Gol tunggal Paul Scholes sudah cukup bagi Manchester United untuk meraih tiket ke Moscow sekaligus menciptakan All English Final di Liga Champions setelah pada semifinal kedua berhasil mengalahkan Barcelona lewat skor tipis 1-0, Selasa (29/4). Dengan kemenangan ini, peluang MU untuk meraih double winner di musim ini semakin besar karena di Liga Premier juga berpeluang menjadi juara meski masih mendapat persaingan ketat dari Chelsea.
Lolosnya MU menjadikan laga puncak nanti sebagai All English Final karena semifinalis lain mempertemukan dua tim Inggris, Liverpool dan Chelsea, untuk memperebutkan satu tiket tersisa.
Tampil di Old Trafford, MU mengharapkan sebuah kemenangan untuk meloloskan mereka ke final, sedangkan Barcelona hanya butuh hasil imbang 1-1 untuk melangkah ke Moscow setelah di pertemuan pertama bermain tanpa gol.
Meski bermain di kandang, MU kembali menampilkan sepakbola negatif sepanjang pertandingan dimana mereka hanya menyisakan Carlos Tevez dan Cristiano Ronaldo di depan lewat serangan balik.
Barcelona mendominasi sepanjang pertandingan dengan menempatkan trisula Samuel Eto'o, Lionel Messi dan Andres Iniesta untuk membongkar lini pertahanan MU.
Tim tamu mendapat peluang pertama melalui tendangan bebas saat Messi dijatuhkan oleh Paul Scholes.
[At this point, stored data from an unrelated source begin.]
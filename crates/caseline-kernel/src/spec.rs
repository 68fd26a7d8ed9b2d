//! Test specifications.
//!
//! The kind of a test is fixed when the case is built, so equality never
//! has to inspect a value to decide how to compare it.

use crate::subject::Subject;
use regex::Regex;
use std::fmt;
use std::sync::Arc;

/// A unary test over subjects.
pub type Predicate<T> = Arc<dyn Fn(&T) -> bool + Send + Sync>;

/// What a case tests the subject against.
pub enum TestSpec<T> {
    /// Compare with SameValueZero.
    Literal(T),
    /// Call the function with the subject.
    Predicate(Predicate<T>),
    /// Match the regular expression against the subject's match text.
    Pattern(Regex),
}

/// Discriminant of a [`TestSpec`], for logs and reports.
#[derive(Debug, Clone, Copy, PartialEq, Eq, serde::Serialize, serde::Deserialize)]
#[serde(rename_all = "snake_case")]
pub enum SpecKind {
    Literal,
    Predicate,
    Pattern,
}

impl<T> TestSpec<T> {
    pub fn literal(value: T) -> Self {
        Self::Literal(value)
    }

    pub fn predicate<F>(test: F) -> Self
    where
        F: Fn(&T) -> bool + Send + Sync + 'static,
    {
        Self::Predicate(Arc::new(test))
    }

    pub fn pattern(pattern: Regex) -> Self {
        Self::Pattern(pattern)
    }

    /// Compile `source` into a pattern spec.
    pub fn try_pattern(source: &str) -> Result<Self, regex::Error> {
        Regex::new(source).map(Self::Pattern)
    }

    pub fn kind(&self) -> SpecKind {
        match self {
            Self::Literal(_) => SpecKind::Literal,
            Self::Predicate(_) => SpecKind::Predicate,
            Self::Pattern(_) => SpecKind::Pattern,
        }
    }

    /// The literal value, when this is a literal spec.
    ///
    /// Custom case methods usually only make sense for literals:
    ///
    /// ```
    /// use caseline_kernel::TestSpec;
    ///
    /// let divisible_by = |spec: &TestSpec<i64>, subject: &i64| {
    ///     spec.as_literal().is_some_and(|d| *d != 0 && subject % d == 0)
    /// };
    /// assert!(divisible_by(&TestSpec::literal(7), &49));
    /// ```
    pub fn as_literal(&self) -> Option<&T> {
        match self {
            Self::Literal(value) => Some(value),
            _ => None,
        }
    }

    pub fn as_pattern(&self) -> Option<&Regex> {
        match self {
            Self::Pattern(pattern) => Some(pattern),
            _ => None,
        }
    }
}

impl<T> From<Regex> for TestSpec<T> {
    fn from(pattern: Regex) -> Self {
        Self::Pattern(pattern)
    }
}

impl<T: Clone> Clone for TestSpec<T> {
    fn clone(&self) -> Self {
        match self {
            Self::Literal(value) => Self::Literal(value.clone()),
            Self::Predicate(test) => Self::Predicate(Arc::clone(test)),
            Self::Pattern(pattern) => Self::Pattern(pattern.clone()),
        }
    }
}

impl<T: fmt::Debug> fmt::Debug for TestSpec<T> {
    fn fmt(&self, f: &mut fmt::Formatter<'_>) -> fmt::Result {
        match self {
            Self::Literal(value) => f.debug_tuple("Literal").field(value).finish(),
            Self::Predicate(_) => f.write_str("Predicate(..)"),
            Self::Pattern(pattern) => f.debug_tuple("Pattern").field(&pattern.as_str()).finish(),
        }
    }
}

impl<T: Subject> fmt::Display for TestSpec<T> {
    fn fmt(&self, f: &mut fmt::Formatter<'_>) -> fmt::Result {
        match self {
            Self::Literal(value) => f.write_str(&value.match_text()),
            Self::Predicate(_) => f.write_str("<predicate>"),
            Self::Pattern(pattern) => write!(f, "/{}/", pattern.as_str()),
        }
    }
}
Namun tendangan bebas ujung tombak Argentina tersebut masih jauh dari sasaran.
Namun, meski terus ditekan sepanjang menit-menit awal, MU mendapat keberuntungan dengan membuka keunggulan di menit ke-14 setelah Scholes sukses mengoyak gawang Victor Valdes.
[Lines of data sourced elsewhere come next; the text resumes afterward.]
//! Subjects: values a matcher can switch on.
//!
//! Literal cases compare with SameValueZero: two values are the same when
//! they are identical, or when both are NaN. Signed zeros compare equal.
//! Pattern cases test a regular expression against the subject's match text.

use serde_json::{Number, Value};
use std::borrow::Cow;
use std::rc::Rc;
use std::sync::Arc;

/// A value that literal and pattern cases can be tested against.
pub trait Subject {
    /// SameValueZero equality.
    fn same_value_zero(&self, other: &Self) -> bool;

    /// The string form pattern cases are matched against.
    fn match_text(&self) -> Cow<'_, str>;
}

/// Free-standing SameValueZero check.
pub fn same_value_zero<T: Subject + ?Sized>(left: &T, right: &T) -> bool {
    left.same_value_zero(right)
}

macro_rules! exact_subject {
    ($($ty:ty),* $(,)?) => {
        $(
            impl Subject for $ty {
                fn same_value_zero(&self, other: &Self) -> bool {
                    self == other
                }

                fn match_text(&self) -> Cow<'_, str> {
                    Cow::Owned(self.to_string())
                }
            }
        )*
    };
}

exact_subject!(
    i8, i16, i32, i64, i128, isize, u8, u16, u32, u64, u128, usize, bool, char,
);

macro_rules! float_subject {
    ($($ty:ty),* $(,)?) => {
        $(
            impl Subject for $ty {
                fn same_value_zero(&self, other: &Self) -> bool {
                    self == other || (self.is_nan() && other.is_nan())
                }

                fn match_text(&self) -> Cow<'_, str> {
                    Cow::Owned(float_text(f64::from(*self)))
                }
            }
        )*
    };
}

float_subject!(f32, f64);

/// Number-to-text in the usual scripting form: shortest round-trip digits,
/// plain decimals for exponents in `-7..21`, `1e+21` / `1.5e-7` outside.
fn float_text(value: f64) -> String {
    if value.is_nan() {
        return "NaN".to_string();
    }
    if value.is_infinite() {
        return if value > 0.0 { "Infinity" } else { "-Infinity" }.to_string();
    }
    if value == 0.0 {
        return "0".to_string();
    }

    let scientific = format!("{:e}", value.abs());
    let (mantissa, exponent) = scientific
        .split_once('e')
        .unwrap_or((scientific.as_str(), "0"));
    let digits: String = mantissa.chars().filter(char::is_ascii_digit).collect();
    let exponent: i32 = exponent.parse().unwrap_or(0);
    let count = digits.len() as i32;
    // Position of the decimal point relative to the first digit.
    let point = exponent + 1;

    let body = if count <= point && point <= 21 {
        format!("{digits}{}", "0".repeat((point - count) as usize))
    } else if 0 < point && point <= 21 {
        let (whole, fraction) = digits.split_at(point as usize);
        format!("{whole}.{fraction}")
    } else if -6 < point && point <= 0 {
        format!("0.{}{digits}", "0".repeat((-point) as usize))
    } else {
        let (first, rest) = digits.split_at(1);
        let sign = if exponent < 0 { '-' } else { '+' };
        if rest.is_empty() {
            format!("{first}e{sign}{}", exponent.abs())
        } else {
            format!("{first}.{rest}e{sign}{}", exponent.abs())
        }
    };

    if value < 0.0 { format!("-{body}") } else { body }
}

macro_rules! str_subject {
    ($($ty:ty),* $(,)?) => {
        $(
            impl Subject for $ty {
                fn same_value_zero(&self, other: &Self) -> bool {
                    **self == **other
                }

                fn match_text(&self) -> Cow<'_, str> {
                    Cow::Borrowed(&**self)
                }
            }
        )*
    };
}

str_subject!(&str, Box<str>, Arc<str>, Rc<str>);

impl Subject for String {
    fn same_value_zero(&self, other: &Self) -> bool {
        self == other
    }

    fn match_text(&self) -> Cow<'_, str> {
        Cow::Borrowed(self.as_str())
    }
}

/// `None` renders as `null` and only equals `None`.
impl<S: Subject> Subject for Option<S> {
    fn same_value_zero(&self, other: &Self) -> bool {
        match (self, other) {
            (Some(left), Some(right)) => left.same_value_zero(right),
            (None, None) => true,
            _ => false,
        }
    }

    fn match_text(&self) -> Cow<'_, str> {
        match self {
            Some(inner) => inner.match_text(),
            None => Cow::Borrowed("null"),
        }
    }
}

/// JSON values compare structurally, with numbers compared by magnitude so
/// that `5` and `5.0` are the same value. Strings match unquoted; every
/// other value matches its compact JSON rendering.
impl Subject for Value {
    fn same_value_zero(&self, other: &Self) -> bool {
        match (self, other) {
            (Value::Number(left), Value::Number(right)) => numbers_equal(left, right),
            (Value::Array(left), Value::Array(right)) => {
                left.len() == right.len()
                    && left
                        .iter()
                        .zip(right)
                        .all(|(l, r)| l.same_value_zero(r))
            }
            (Value::Object(left), Value::Object(right)) => {
                left.len() == right.len()
                    && left.iter().all(|(key, l)| {
                        right.get(key).is_some_and(|r| l.same_value_zero(r))
                    })
            }
            _ => self == other,
        }
    }

    fn match_text(&self) -> Cow<'_, str> {
        match self {
            Value::String(s) => Cow::Borrowed(s.as_str()),
            Value::Number(n) => match n.as_f64() {
                Some(f) if n.is_f64() => Cow::Owned(float_text(f)),
                _ => Cow::Owned(n.to_string()),
            },
            other => Cow::Owned(other.to_string()),
        }
    }
}

fn numbers_equal(left: &Number, right: &Number) -> bool {
    if let (Some(l), Some(r)) = (left.as_i64(), right.as_i64()) {
        return l == r;
    }
    if let (Some(l), Some(r)) = (left.as_u64(), right.as_u64()) {
        return l == r;
    }
    match (left.as_f64(), right.as_f64()) {
        (Some(l), Some(r)) => l == r,
        _ => false,
    }
}

#[cfg(test)]
mod tests {
    use super::*;
    use serde_json::json;

    #[test]
    fn identical_values_are_same() {
        assert!(same_value_zero(&"foo", &"foo"));
        assert!(!same_value_zero(&"foo", &"bar"));
        assert!(same_value_zero(&0_i64, &0_i64));
    }

    #[test]
    fn nan_is_same_as_nan() {
        assert!(same_value_zero(&f64::NAN, &f64::NAN));
        assert!(same_value_zero(&f32::NAN, &f32::NAN));
        assert!(!same_value_zero(&f64::NAN, &12.0));
    }

    #[test]
    fn signed_zeros_are_same() {
        assert!(same_value_zero(&0.0_f64, &-0.0_f64));
        assert_eq!((-0.0_f64).match_text(), "0");
    }

    #[test]
    fn float_text_follows_number_rendering() {
        assert_eq!(5.0_f64.match_text(), "5");
        assert_eq!(2.5_f64.match_text(), "2.5");
        assert_eq!(f64::INFINITY.match_text(), "Infinity");
        assert_eq!(f64::NAN.match_text(), "NaN");
    }

    #[test]
    fn float_text_switches_to_exponent_form_at_the_edges() {
        assert_eq!(1e21_f64.match_text(), "1e+21");
        assert_eq!(1e20_f64.match_text(), "100000000000000000000");
        assert_eq!(1.5e-7_f64.match_text(), "1.5e-7");
        assert_eq!(1e-7_f64.match_text(), "1e-7");
        assert_eq!(1e-6_f64.match_text(), "0.000001");
        assert_eq!((-2.5e25_f64).match_text(), "-2.5e+25");
        assert_eq!(123.456_f64.match_text(), "123.456");
        assert_eq!((-0.001_f64).match_text(), "-0.001");
        assert_eq!(json!(1e21).match_text(), "1e+21");
    }

    #[test]
    fn json_numbers_compare_by_magnitude() {
        assert!(json!(5).same_value_zero(&json!(5.0)));
        assert!(!json!(5).same_value_zero(&json!(-5)));
        assert!(json!({"a": [1, 2.0]}).same_value_zero(&json!({"a": [1.0, 2]})));
        assert!(!json!("5").same_value_zero(&json!(5)));
    }

    #[test]
    fn json_match_text_is_unquoted_for_strings() {
        assert_eq!(json!("apple").match_text(), "apple");
        assert_eq!(json!(42).match_text(), "42");
        assert_eq!(json!(null).match_text(), "null");
        assert_eq!(json!([1, 2]).match_text(), "[1,2]");
    }

    #[test]
    fn option_subjects() {
        assert!(Some(3_u8).same_value_zero(&Some(3)));
        assert!(None::<u8>.same_value_zero(&None));
        assert!(!Some(3_u8).same_value_zero(&None));
        assert_eq!(None::<String>.match_text(), "null");
    }
}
Kesalahan Gianluca Zambrotta di dalam membuang bola membuat Scholes berdiri bebas untuk menerima bola sebelum tendangan jarak jauhnya bersarang ke pojok kanan gawang Barcelona.
Tertinggal satu gol membuat Barcelona lebih meningkatkan tempo serangan dan beberapa kali mengancam gawang MU.
Tendangan Messi nyaris membuahkan gol jika saja kiper Edwin van der Sar tidak piawai di dalam melakukan penyelamatan.
Gelandang Korea Selatan Park Ji-sung juga sempat mengancam gawang Barcelona setelah tendangannya menyamping tipis di sisi gawang.
Aksi Messi beberapa kali membuat lini belakang MU kewalahan dengan tusukan-tusukan ciri khasnya meski akhirnya berhasil dimentahkan Van der Sar.
Pelatih Barcelona Frank Rijkaard mencoba memasukkan Thierry Henry dan Bojan Krkic untuk menambah daya serang. Namun rapatnya lini pertahanan MU membuat berbagai serangan yang dibangun tim tamu selalu kandas di tengah jalan.
Permainan apik yang diperagakan oleh Van der Sar membuat para pemain Barcelona merasa frustrasi dan bingung untuk melakukan cara apalagi agar dapat mencetak gol penyeimbang.
Tidak tampilnya Ronaldinho dianggap sebagai faktor sulitnya Barcelona untuk menciptakan kreasi bagus sekaligus membuat peluang matang bagi rekan-rekannya.
Dari sisi tuan rumah, kuartet lini pertahanan MU, Rio Ferdinand, Wes Brown, Patrice Evra dan Owen Hargreaves, yang diplot untuk mengisi bek kanan, menampilkan sebuah permainan solid.